(Given entries Opens)

//! Terminal output for rendered frames.
//!
//! Attribute codes are opaque to the renderer; this is the one place that
//! turns them into terminal styles. The well-known codes get fixed treatments
//! and every other code cycles through a small foreground palette.

use core_render::{FrameDelta, Row};
use core_syntax::{Attr, ColorTable};
use crossterm::queue;
use crossterm::style::{Attribute, Color, ContentStyle, Print, PrintStyledContent, StyledContent};
use std::io::{self, Write};

const FOREGROUNDS: [Color; 6] = [
    Color::Green,
    Color::Yellow,
    Color::Cyan,
    Color::Magenta,
    Color::Blue,
    Color::Red,
];

#[derive(Debug, Clone, Copy)]
pub struct Palette {
    normal: Attr,
    cursor: Attr,
    selection: Option<Attr>,
    matching: Option<Attr>,
}

impl Palette {
    pub fn from_colors(colors: &ColorTable) -> Self {
        Self {
            normal: colors.normal(),
            cursor: colors.cursor(),
            selection: colors.selection(),
            matching: colors.matching(),
        }
    }

    pub fn style(&self, attr: Attr) -> ContentStyle {
        let mut style = ContentStyle::new();
        if attr == self.normal {
            return style;
        }
        if attr == self.cursor {
            style.attributes.set(Attribute::Reverse);
        } else if Some(attr) == self.selection {
            style.background_color = Some(Color::DarkBlue);
        } else if Some(attr) == self.matching {
            style.attributes.set(Attribute::Bold);
            style.attributes.set(Attribute::Underlined);
        } else {
            style.foreground_color = Some(FOREGROUNDS[usize::from(attr.0) % FOREGROUNDS.len()]);
        }
        style
    }
}

/// Print every changed row with terminal styling. Unchanged rows print as
/// empty lines so row positions stay aligned. Returns rows printed.
pub fn write_frame<W: Write>(
    out: &mut W,
    frame: &FrameDelta,
    palette: &Palette,
) -> io::Result<usize> {
    let mut printed = 0;
    for row in &frame.rows {
        if let Some(row) = row {
            for run in &row.runs {
                let style = palette.style(run.attr);
                queue!(out, PrintStyledContent(StyledContent::new(style, run.text.as_str())))?;
            }
            printed += 1;
        }
        queue!(out, Print("\n"))?;
    }
    out.flush()?;
    Ok(printed)
}

/// Plain-text form of a row: each run prefixed with its attribute code,
/// e.g. `[6]if[0](x)`.
pub fn annotate_row(row: &Row) -> String {
    let mut line = String::new();
    for run in &row.runs {
        line.push('[');
        line.push_str(&run.attr.0.to_string());
        line.push(']');
        line.push_str(&run.text);
    }
    line
}

pub fn write_annotated<W: Write>(out: &mut W, frame: &FrameDelta) -> io::Result<usize> {
    let mut printed = 0;
    for (i, row) in frame.rows.iter().enumerate() {
        match row {
            Some(row) => {
                writeln!(out, "{i:>3} {}", annotate_row(row).trim_end())?;
                printed += 1;
            }
            None => writeln!(out, "{i:>3} =")?,
        }
    }
    out.flush()?;
    Ok(printed)
}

(Given entries Closes)

» What to produce
Search the entries above for the word "writeln" and copy each line where it appears.

» Written solution
                writeln!(out, "{i:>3} {}", annotate_row(row).trim_end())?;
            None => writeln!(out, "{i:>3} =")?,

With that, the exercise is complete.